Records drawn from a dataset

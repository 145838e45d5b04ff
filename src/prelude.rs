//! Convenient re-exports for common usage patterns.
//!
//! # Example
//!
//! ```ignore
//! use wasify::prelude::*;
//!
//! let greet = HostFunction::new("greet", [ValueType::String], [ValueType::String], |memory, params| {
//!     let name = memory.read_string_pack(params[0])?;
//!     let reply = memory.write_string_pack(&format!("Hello, {name}"))?;
//!     Ok(memory.write_multi_pack(&[reply])?)
//! });
//! ```

// Unified error handling
pub use crate::error::{Error, Result};

// Codec and memory access
pub use crate::abi::{
    AbiError, Allocator, Handle, LinearMemory, Memory, MultiPackedData, PackedData, RawMemory,
    Value, ValueType,
};
pub use crate::logging::LogSeverity;

// Guest execution (requires "wasm" feature)
#[cfg(feature = "wasm")]
pub use crate::wasm::{
    FsConfig, GuestFunction, GuestFunctionResult, GuestModule, HostFunction, ModuleConfig,
    Runtime, RuntimeConfig, Wasm, WasmError,
};

// Manifests (requires "manifest" feature)
#[cfg(feature = "manifest")]
pub use crate::manifest::{ManifestError, ModuleManifest};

» WHAT YOU WILL DO
Exact copies of the line containing "pub use crate::logging::LogSeverity;" and of every line after it through the end of the entries are all that should be output.

» TASK ANSWER
pub use crate::logging::LogSeverity;

// Guest execution (requires "wasm" feature)
#[cfg(feature = "wasm")]
pub use crate::wasm::{
    FsConfig, GuestFunction, GuestFunctionResult, GuestModule, HostFunction, ModuleConfig,
    Runtime, RuntimeConfig, Wasm, WasmError,
};

// Manifests (requires "manifest" feature)
#[cfg(feature = "manifest")]
pub use crate::manifest::{ManifestError, ModuleManifest};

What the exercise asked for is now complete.